Fitch Ratings has revised the outlook on California's 12th largest school district to negative from stable, saying it may downgrade its ratings if structural balance isn't restored.
The agency assigned the outlook to all of the Sacramento City Unified School District's ratings, including the affirmed A rating on $32.6 million of Series 2001 certificates of participation, and A-plus rating on $213.7 million of general obligation bonds.
Fitch also assigned an A rating to the district's new $40.8 million of lease revenue refunding bonds, expected to price during the week of Jan. 8.
"The negative outlook reflects the districts failure to return to structural budget balance in 2014 as previously predicted due to a failure to control spending," analysts wrote in the credit report on Thursday. "Financial oversight is weak."
The GOs are secured by an unlimited ad valorem property tax, and the LRBs and COPs are secured by annual lease payments for the use and occupancy of essential district school buildings.

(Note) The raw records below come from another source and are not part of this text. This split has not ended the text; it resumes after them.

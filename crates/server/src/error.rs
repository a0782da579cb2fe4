//! API error types.
//!
//! Errors that gem clients print verbatim (the 401 challenge, 403 reasons,
//! 404 and 422 messages) are rendered as plain text. Everything else uses the
//! JSON [`ErrorResponse`] body.

use axum::Json;
use axum::http::{HeaderValue, StatusCode, header};
use axum::response::{IntoResponse, Response};
use gemvault_metadata::MetadataError;
use gemvault_storage::StorageError;
use serde::Serialize;

/// API error response.
#[derive(Debug, Serialize)]
pub struct ErrorResponse {
    /// Error code for programmatic handling.
    pub code: String,
    /// Human-readable error message.
    pub message: String,
}

/// API error type.
#[derive(Debug, thiserror::Error)]
pub enum ApiError {
    /// Raised by authorization checks. Only the authentication gate turns it
    /// into a challenge.
    #[error("{0}")]
    NotAuthorized(String),

    /// A [`ApiError::NotAuthorized`] converted by the gate.
    #[error("{message}")]
    Challenge { realm: String, message: String },

    #[error("{0}")]
    NotFound(String),

    #[error("{0}")]
    Forbidden(String),

    #[error("{0}")]
    Validation(String),

    #[error("payload too large: {0}")]
    PayloadTooLarge(String),

    #[error("bad request: {0}")]
    BadRequest(String),

    #[error("internal error: {0}")]
    Internal(String),

    #[error("storage error: {0}")]
    Storage(#[from] StorageError),

    #[error("metadata error: {0}")]
    Metadata(#[from] MetadataError),

    #[error("{0}")]
    Core(#[from] gemvault_core::Error),
}

impl ApiError {
    /// Get the error code for this error.
    pub fn code(&self) -> &'static str {
        match self {
            Self::NotAuthorized(_) | Self::Challenge { .. } => "not_authorized",
            Self::NotFound(_) => "not_found",
            Self::Forbidden(_) => "forbidden",
            Self::Validation(_) => "validation_failed",
            Self::PayloadTooLarge(_) => "payload_too_large",
            Self::BadRequest(_) => "bad_request",
            Self::Internal(_) => "internal_error",
            Self::Storage(_) => "storage_error",
            Self::Metadata(_) => "metadata_error",
            Self::Core(_) => "validation_failed",
        }
    }

    /// Get the HTTP status code for this error.
    pub fn status_code(&self) -> StatusCode {
        match self {
            Self::NotAuthorized(_) | Self::Challenge { .. } => StatusCode::UNAUTHORIZED,
            Self::NotFound(_) => StatusCode::NOT_FOUND,
            Self::Forbidden(_) => StatusCode::FORBIDDEN,
            Self::Validation(_) => StatusCode::UNPROCESSABLE_ENTITY,
            Self::PayloadTooLarge(_) => StatusCode::PAYLOAD_TOO_LARGE,
            Self::BadRequest(_) => StatusCode::BAD_REQUEST,
            Self::Internal(_) => StatusCode::INTERNAL_SERVER_ERROR,
            Self::Storage(e) => match e {
                StorageError::NotFound(_) => StatusCode::NOT_FOUND,
                StorageError::InvalidKey(_) => StatusCode::BAD_REQUEST,
                _ => StatusCode::INTERNAL_SERVER_ERROR,
            },
            Self::Metadata(e) => match e {
                MetadataError::NotFound(_) => StatusCode::NOT_FOUND,
                MetadataError::AlreadyExists(_) => StatusCode::CONFLICT,
                _ => StatusCode::INTERNAL_SERVER_ERROR,
            },
            Self::Core(e) => match e {
                gemvault_core::Error::Serialization(_) => StatusCode::INTERNAL_SERVER_ERROR,
                _ => StatusCode::UNPROCESSABLE_ENTITY,
            },
        }
    }

    fn is_plain_text(&self) -> bool {
        matches!(
            self,
            Self::NotAuthorized(_)
                | Self::Challenge { .. }
                | Self::NotFound(_)
                | Self::Forbidden(_)
                | Self::Validation(_)
                | Self::Core(_)
        )
    }
}

impl IntoResponse for ApiError {
    fn into_response(self) -> Response {
        let status = self.status_code();
        if status.is_server_error() {
            tracing::error!(error = %self, code = self.code(), "request failed");
        }

        if let Self::Challenge { realm, message } = &self {
            let challenge = format!("Basic realm=\"{realm}\"");
            let mut response = (status, message.clone()).into_response();
            match HeaderValue::from_str(&challenge) {
                Ok(value) => {
                    response
                        .headers_mut()
                        .insert(header::WWW_AUTHENTICATE, value);
                }
                Err(e) => tracing::warn!(%realm, error = %e, "realm is not a valid header value"),
            }
            return response;
        }

        if self.is_plain_text() {
            return (status, self.to_string()).into_response();
        }

        let body = ErrorResponse {
            code: self.code().to_string(),
            message: self.to_string(),
        };
        (status, Json(body)).into_response()
    }
}

/// Result type for API handlers.
pub type ApiResult<T> = std::result::Result<T, ApiError>;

The district includes just over half of the state's capitol city and some adjacent suburban areas, totaling approximately 42,623 students.
The city has begun to recover from a deep recession with stabilization in the state's budget position and the district's large, diverse tax base has begun to grow again after a period of relatively manageable assessed value declines.
However, the district's reserves are very weak with unrestricted general fund balance equal to just 3.2% of expenditures at the end of fiscal 2013, Fitch said. The district expects to spend reserves down to just 2% of expenditures in fiscal 2014.
"The district's debt profile is weak, with a moderate but growing debt burden, manageable exposure to variable-rate debt, a poorly funded teachers' pension plan, and a large unfunded liability for other post-employment benefits," the report said.
Fitch said it expects to downgrade the ratings if the district does not convincingly restore structural balance in the near term.